The task:
Scan the data for "ChatCompletionsClient" and copy the lines it appears in.

Exercise material:
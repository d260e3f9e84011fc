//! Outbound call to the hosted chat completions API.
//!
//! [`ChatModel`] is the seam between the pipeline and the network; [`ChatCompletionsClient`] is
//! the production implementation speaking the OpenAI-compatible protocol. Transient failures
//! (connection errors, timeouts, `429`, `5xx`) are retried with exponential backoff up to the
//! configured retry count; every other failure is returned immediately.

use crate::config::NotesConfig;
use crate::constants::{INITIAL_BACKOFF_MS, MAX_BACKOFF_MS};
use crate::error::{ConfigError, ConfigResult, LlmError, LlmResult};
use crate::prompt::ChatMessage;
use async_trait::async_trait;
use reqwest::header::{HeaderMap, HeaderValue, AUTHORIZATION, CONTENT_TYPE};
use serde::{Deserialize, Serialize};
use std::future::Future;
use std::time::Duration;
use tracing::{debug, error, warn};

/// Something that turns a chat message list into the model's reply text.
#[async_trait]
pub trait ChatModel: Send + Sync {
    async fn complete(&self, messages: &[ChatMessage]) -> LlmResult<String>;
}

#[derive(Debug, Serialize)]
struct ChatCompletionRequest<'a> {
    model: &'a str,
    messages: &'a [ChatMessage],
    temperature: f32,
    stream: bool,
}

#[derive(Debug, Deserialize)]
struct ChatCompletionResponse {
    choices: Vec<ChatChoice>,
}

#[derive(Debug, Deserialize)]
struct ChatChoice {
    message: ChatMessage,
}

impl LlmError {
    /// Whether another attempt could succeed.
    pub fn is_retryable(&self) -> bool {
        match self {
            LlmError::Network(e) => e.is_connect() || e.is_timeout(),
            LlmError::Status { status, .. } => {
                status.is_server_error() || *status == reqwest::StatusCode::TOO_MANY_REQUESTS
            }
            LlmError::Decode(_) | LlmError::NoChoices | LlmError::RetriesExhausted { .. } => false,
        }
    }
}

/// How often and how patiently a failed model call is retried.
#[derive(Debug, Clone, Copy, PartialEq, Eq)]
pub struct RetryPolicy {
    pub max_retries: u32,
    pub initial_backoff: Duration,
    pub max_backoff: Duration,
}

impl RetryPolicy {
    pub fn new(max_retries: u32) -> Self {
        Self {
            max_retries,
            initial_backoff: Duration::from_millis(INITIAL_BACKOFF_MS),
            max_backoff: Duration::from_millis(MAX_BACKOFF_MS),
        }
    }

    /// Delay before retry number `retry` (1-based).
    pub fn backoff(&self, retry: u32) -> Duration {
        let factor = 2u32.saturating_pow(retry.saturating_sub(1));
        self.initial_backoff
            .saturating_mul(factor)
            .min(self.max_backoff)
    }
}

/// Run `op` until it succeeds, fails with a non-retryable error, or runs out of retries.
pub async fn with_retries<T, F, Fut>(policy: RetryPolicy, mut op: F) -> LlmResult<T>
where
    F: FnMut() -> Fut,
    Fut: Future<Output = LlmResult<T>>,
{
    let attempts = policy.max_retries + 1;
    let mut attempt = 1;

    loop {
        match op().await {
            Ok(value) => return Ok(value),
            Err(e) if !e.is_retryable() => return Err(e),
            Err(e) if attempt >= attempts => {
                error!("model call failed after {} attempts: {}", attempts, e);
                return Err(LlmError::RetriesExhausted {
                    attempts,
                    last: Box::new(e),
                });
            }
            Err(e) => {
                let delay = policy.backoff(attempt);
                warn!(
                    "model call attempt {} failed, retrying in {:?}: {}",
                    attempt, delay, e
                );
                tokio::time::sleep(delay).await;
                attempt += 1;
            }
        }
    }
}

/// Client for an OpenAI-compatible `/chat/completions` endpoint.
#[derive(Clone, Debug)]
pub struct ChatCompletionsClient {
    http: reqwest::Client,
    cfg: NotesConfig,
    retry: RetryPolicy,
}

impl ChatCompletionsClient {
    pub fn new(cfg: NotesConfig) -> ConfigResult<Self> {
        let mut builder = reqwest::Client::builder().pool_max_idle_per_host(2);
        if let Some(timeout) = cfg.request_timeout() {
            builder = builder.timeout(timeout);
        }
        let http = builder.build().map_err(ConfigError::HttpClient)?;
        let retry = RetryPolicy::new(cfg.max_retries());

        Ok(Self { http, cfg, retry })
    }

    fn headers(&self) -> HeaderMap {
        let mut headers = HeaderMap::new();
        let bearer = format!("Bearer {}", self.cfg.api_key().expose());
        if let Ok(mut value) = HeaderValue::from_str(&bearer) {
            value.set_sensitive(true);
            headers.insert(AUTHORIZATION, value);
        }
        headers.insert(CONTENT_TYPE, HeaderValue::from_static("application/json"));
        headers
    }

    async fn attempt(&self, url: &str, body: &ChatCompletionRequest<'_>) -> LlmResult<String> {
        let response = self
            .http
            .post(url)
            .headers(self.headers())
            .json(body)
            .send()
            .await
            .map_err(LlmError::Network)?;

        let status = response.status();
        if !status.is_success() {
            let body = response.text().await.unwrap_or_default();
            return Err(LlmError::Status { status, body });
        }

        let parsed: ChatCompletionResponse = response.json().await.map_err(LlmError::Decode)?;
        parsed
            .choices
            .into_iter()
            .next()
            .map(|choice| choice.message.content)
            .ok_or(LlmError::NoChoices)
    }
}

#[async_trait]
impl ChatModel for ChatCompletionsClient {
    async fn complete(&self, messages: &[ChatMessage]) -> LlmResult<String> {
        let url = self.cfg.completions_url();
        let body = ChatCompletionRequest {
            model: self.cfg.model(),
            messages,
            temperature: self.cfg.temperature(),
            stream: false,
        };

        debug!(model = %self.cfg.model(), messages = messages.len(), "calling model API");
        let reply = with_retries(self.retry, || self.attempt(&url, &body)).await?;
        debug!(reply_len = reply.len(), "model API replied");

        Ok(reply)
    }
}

Output below:
//! [`ChatModel`] is the seam between the pipeline and the network; [`ChatCompletionsClient`] is
pub struct ChatCompletionsClient {
impl ChatCompletionsClient {
impl ChatModel for ChatCompletionsClient {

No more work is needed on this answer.